Na casa do meu pai ensaiou durante algum tempo o grupo “Os Unidos”. Enfim, nesses tempos, Nisa tinha muitos e bons músicos, havia um grande gosto pela música, um gosto que felizmente não se perdeu.
Eu ainda fiz parte de um conjunto musical, “Alegria e Ritmo” que além de mim, integrava o meu irmão António (tocávamos os dois acordeão), Carlos Pequito (clarinete) Vítor Bonito (vocalista e bateria) e Manuel Filipe (vocalista e bateria).
Actuámos várias vezes em Portalegre, nos santos populares, no bairro junto ao campo da Fontedeira. Na altura, Portalegre tinha boas orquestras, como a “Ideal”, Ferrugem”, “Alentejanos”, mas nós conseguíamos atrair mais gente porque tínhamos um melhor repertório, principalmente de músicas espanholas que o meu pai arranjava.”
Aos 77 anos, com duas filhas e três netos, José Casimiro continua a adorar a sua terra, a ser presença nos convívios dos Zés, dos “artilheiros” e noutras festas populares, como a da romaria da Senhora da Graça, onde a sua concertina já faz parte da paisagem “musical”. Foi lá que o encontrámos e nos desfiou o seu registo de memórias.

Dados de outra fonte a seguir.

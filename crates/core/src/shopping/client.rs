//! Authenticated client handle for the Content API

use std::fmt;
use std::sync::Arc;

use chrono::{DateTime, Utc};
use shopfeed_domain::constants::{APPLICATION_NAME, CONTENT_API_SCOPE};
use shopfeed_domain::{AccessToken, Credentials, StoreId};

use super::ports::RequestLogger;

/// Client handle bound to one store's OAuth application and token.
///
/// Built by the adapter once per instance and shared with the service handle
/// and the products resource through an `Arc`.
pub struct ContentClient {
    application_name: String,
    credentials: Credentials,
    scopes: Vec<String>,
    token: AccessToken,
    store_id: StoreId,
    logger: Option<Arc<dyn RequestLogger>>,
}

impl ContentClient {
    /// Client for `store_id` with the Content API scope and the fixed
    /// application name.
    pub fn new(store_id: StoreId, credentials: Credentials, token: AccessToken) -> Self {
        Self {
            application_name: APPLICATION_NAME.to_string(),
            credentials,
            scopes: vec![CONTENT_API_SCOPE.to_string()],
            token,
            store_id,
            logger: None,
        }
    }

    /// Attach a request logger
    pub fn with_logger(mut self, logger: Arc<dyn RequestLogger>) -> Self {
        self.logger = Some(logger);
        self
    }

    pub fn application_name(&self) -> &str {
        &self.application_name
    }

    pub fn client_id(&self) -> &str {
        &self.credentials.client_id
    }

    pub fn client_secret(&self) -> &str {
        &self.credentials.client_secret
    }

    pub fn scopes(&self) -> &[String] {
        &self.scopes
    }

    pub fn store_id(&self) -> &StoreId {
        &self.store_id
    }

    pub fn token(&self) -> &AccessToken {
        &self.token
    }

    /// Bearer string sent in the `Authorization` header.
    pub fn bearer_token(&self) -> &str {
        &self.token.access_token
    }

    pub fn logger(&self) -> Option<&Arc<dyn RequestLogger>> {
        self.logger.as_ref()
    }

    pub fn is_access_token_expired(&self, now: DateTime<Utc>) -> bool {
        self.token.is_expired_at(now)
    }
}

impl fmt::Debug for ContentClient {
    fn fmt(&self, f: &mut fmt::Formatter<'_>) -> fmt::Result {
        f.debug_struct("ContentClient")
            .field("application_name", &self.application_name)
            .field("credentials", &self.credentials)
            .field("scopes", &self.scopes)
            .field("token", &self.token)
            .field("store_id", &self.store_id)
            .field("has_logger", &self.logger.is_some())
            .finish()
    }
}
//! Tracing subscriber bootstrap
//!
//! Hosts call [`init_tracing`] once at startup. `RUST_LOG` controls the
//! filter; outbound request capture for debug stores is emitted on the
//! `shopfeed::requests` target at `debug` level.

use std::io;

use tracing_subscriber::layer::SubscriberExt;
use tracing_subscriber::util::SubscriberInitExt;
use tracing_subscriber::{fmt, EnvFilter};

/// Log output format.
#[derive(Debug, Clone, Copy, PartialEq, Eq, Default)]
pub enum LogFormat {
    /// Human-readable lines for development
    #[default]
    Pretty,
    /// One JSON object per event for log aggregation
    Json,
}

impl LogFormat {
    /// `SHOPFEED_LOG_FORMAT=json` selects JSON, anything else pretty output.
    pub fn from_env() -> Self {
        match std::env::var("SHOPFEED_LOG_FORMAT").unwrap_or_default().to_lowercase().as_str() {
            "json" => Self::Json,
            _ => Self::Pretty,
        }
    }
}

/// Install the global subscriber.
///
/// `default_filter` applies when `RUST_LOG` is unset. Returns `false` when a
/// global subscriber was already installed.
pub fn init_tracing(format: LogFormat, default_filter: &str) -> bool {
    let filter =
        EnvFilter::try_from_default_env().unwrap_or_else(|_| EnvFilter::new(default_filter));
    let registry = tracing_subscriber::registry().with(filter);

    let result = match format {
        LogFormat::Pretty => {
            registry.with(fmt::layer().with_target(true).with_writer(io::stderr)).try_init()
        }
        LogFormat::Json => registry
            .with(fmt::layer().json().with_current_span(true).with_writer(io::stderr))
            .try_init(),
    };

    result.is_ok()
}
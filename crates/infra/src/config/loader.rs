//! Configuration loader
//!
//! Loads the shopfeed configuration from environment variables or files.
//!
//! ## Loading Strategy
//! 1. First, attempts to load from environment variables
//! 2. If incomplete, falls back to loading from file
//! 3. Probes multiple paths for config files
//! 4. Supports JSON and TOML formats
//!
//! ## Environment Variables
//! Environment loading fills the `default` store section only.
//! - `SHOPFEED_REAUTHORIZE_URL`: OAuth entry point users are redirected to
//! - `SHOPFEED_CLIENT_ID`: OAuth client id
//! - `SHOPFEED_CLIENT_SECRET`: OAuth client secret
//! - `SHOPFEED_MERCHANT_ID`: Merchant id used for listing (optional)
//! - `SHOPFEED_ACCOUNT_ID`: Merchant id used for single products (optional)
//! - `SHOPFEED_DEBUG`: Capture outbound requests (true/false, optional)
//! - `SHOPFEED_CONTENT_API_BASE_URL`: Content API root (optional)
//! - `SHOPFEED_HTTP_TIMEOUT_SECS`: HTTP timeout in seconds (optional)
//!
//! ## File Locations
//! The loader probes the following paths (in order):
//! 1. `./config.json` or `./config.toml` (current working directory)
//! 2. `./shopfeed.json` or `./shopfeed.toml` (current working directory)
//! 3. `../config.json` or `../config.toml` (parent directory)
//! 4. `../../config.json` or `../../config.toml` (grandparent directory)
//! 5. Relative to executable location

use std::collections::BTreeMap;
use std::path::{Path, PathBuf};

use shopfeed_domain::config::DEFAULT_STORE_SCOPE;
use shopfeed_domain::{
    ContentApiConfig, OAuthRedirectConfig, Result, ShopFeedConfig, ShopFeedError, StoreConfig,
};

/// Load configuration with automatic fallback strategy
///
/// First attempts to load from environment variables. If any required
/// variables are missing, falls back to loading from a config file.
///
/// # Errors
/// Returns `ShopFeedError::Config` if:
/// - Configuration cannot be loaded from either source
/// - File format is invalid
/// - Required fields are missing
pub fn load() -> Result<ShopFeedConfig> {
    match load_from_env() {
        Ok(config) => {
            tracing::info!("Configuration loaded from environment variables");
            Ok(config)
        }
        Err(e) => {
            tracing::debug!(error = ?e, "Failed to load from environment, trying file");
            load_from_file(None)
        }
    }
}

/// Load configuration from environment variables
///
/// # Errors
/// Returns `ShopFeedError::Config` if required variables are missing
/// or have invalid values.
pub fn load_from_env() -> Result<ShopFeedConfig> {
    let reauthorize_url = env_var("SHOPFEED_REAUTHORIZE_URL")?;
    let client_id = env_var("SHOPFEED_CLIENT_ID")?;
    let client_secret = env_var("SHOPFEED_CLIENT_SECRET")?;

    let mut content_api = ContentApiConfig::default();
    if let Ok(base_url) = std::env::var("SHOPFEED_CONTENT_API_BASE_URL") {
        content_api.base_url = base_url;
    }
    if let Ok(timeout) = std::env::var("SHOPFEED_HTTP_TIMEOUT_SECS") {
        content_api.timeout_seconds = timeout
            .parse::<u64>()
            .map_err(|e| ShopFeedError::Config(format!("Invalid HTTP timeout: {}", e)))?;
    }

    let default_store = StoreConfig {
        client_id: Some(client_id),
        client_secret: Some(client_secret),
        client_secret_env: None,
        merchant_id: std::env::var("SHOPFEED_MERCHANT_ID").ok(),
        account_id: std::env::var("SHOPFEED_ACCOUNT_ID").ok(),
        debug: Some(env_bool("SHOPFEED_DEBUG", false)),
    };

    Ok(ShopFeedConfig {
        content_api,
        oauth: OAuthRedirectConfig { reauthorize_url },
        stores: BTreeMap::from([(DEFAULT_STORE_SCOPE.to_string(), default_store)]),
    })
}

/// Load configuration from a file
///
/// If `path` is `None`, probes multiple locations for config files.
/// Supports both JSON and TOML formats (detected by file extension).
///
/// # Errors
/// Returns `ShopFeedError::Config` if:
/// - File not found (when path is specified)
/// - No config file found (when path is `None`)
/// - File format is invalid
/// - Required fields are missing
pub fn load_from_file(path: Option<PathBuf>) -> Result<ShopFeedConfig> {
    let config_path = match path {
        Some(p) => {
            if !p.exists() {
                return Err(ShopFeedError::Config(format!(
                    "Config file not found: {}",
                    p.display()
                )));
            }
            p
        }
        None => probe_config_paths().ok_or_else(|| {
            ShopFeedError::Config(
                "No config file found in any of the standard locations".to_string(),
            )
        })?,
    };

    tracing::info!(path = %config_path.display(), "Loading configuration from file");

    let contents = std::fs::read_to_string(&config_path)
        .map_err(|e| ShopFeedError::Config(format!("Failed to read config file: {}", e)))?;

    parse_config(&contents, &config_path)
}

/// Parse configuration from string content
///
/// Format is detected by file extension (`.json` or `.toml`).
fn parse_config(contents: &str, path: &Path) -> Result<ShopFeedConfig> {
    let extension = path.extension().and_then(|e| e.to_str()).unwrap_or("json");

    match extension {
        "toml" => toml::from_str(contents)
            .map_err(|e| ShopFeedError::Config(format!("Invalid TOML format: {}", e))),
        "json" => serde_json::from_str(contents)
            .map_err(|e| ShopFeedError::Config(format!("Invalid JSON format: {}", e))),
        _ => Err(ShopFeedError::Config(format!("Unsupported config format: {}", extension))),
    }
}

/// Probe multiple paths for configuration files
///
/// # Returns
/// The first config file found, or `None` if no file exists.
pub fn probe_config_paths() -> Option<PathBuf> {
    let mut candidates = Vec::new();

    if let Ok(cwd) = std::env::current_dir() {
        candidates.extend(candidate_files(&cwd));
    }

    if let Ok(exe_path) = std::env::current_exe() {
        if let Some(exe_dir) = exe_path.parent() {
            candidates.extend(candidate_files(exe_dir));
        }
    }

    candidates.into_iter().find(|path| path.exists())
}

fn candidate_files(dir: &Path) -> Vec<PathBuf> {
    vec![
        dir.join("config.json"),
        dir.join("config.toml"),
        dir.join("shopfeed.json"),
        dir.join("shopfeed.toml"),
        dir.join("../config.json"),
        dir.join("../config.toml"),
        dir.join("../../config.json"),
        dir.join("../../config.toml"),
    ]
}

/// Get required environment variable
///
/// # Errors
/// Returns `ShopFeedError::Config` if the variable is not set.
fn env_var(key: &str) -> Result<String> {
    std::env::var(key).map_err(|_| {
        ShopFeedError::Config(format!("Missing required environment variable: {}", key))
    })
}

/// Parse boolean from environment variable
///
/// Accepts: `1`/`0`, `true`/`false`, `yes`/`no`, `on`/`off` (case-insensitive)
fn env_bool(key: &str, default: bool) -> bool {
    std::env::var(key)
        .ok()
        .map(|s| matches!(s.to_ascii_lowercase().as_str(), "1" | "true" | "yes" | "on"))
        .unwrap_or(default)
}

“Venho a Nisa sempre que me convidam. Gosto de conviver com os meus amigos, lembrar a minha infância e juventude, os tempos que cá passei.
Era bom que voltassem a fazer umas festas como as Festas do Povo, em 1975 e 1976, nas quais colaborei com muito prazer, com actuações e ajudando a escolher muitos artistas.”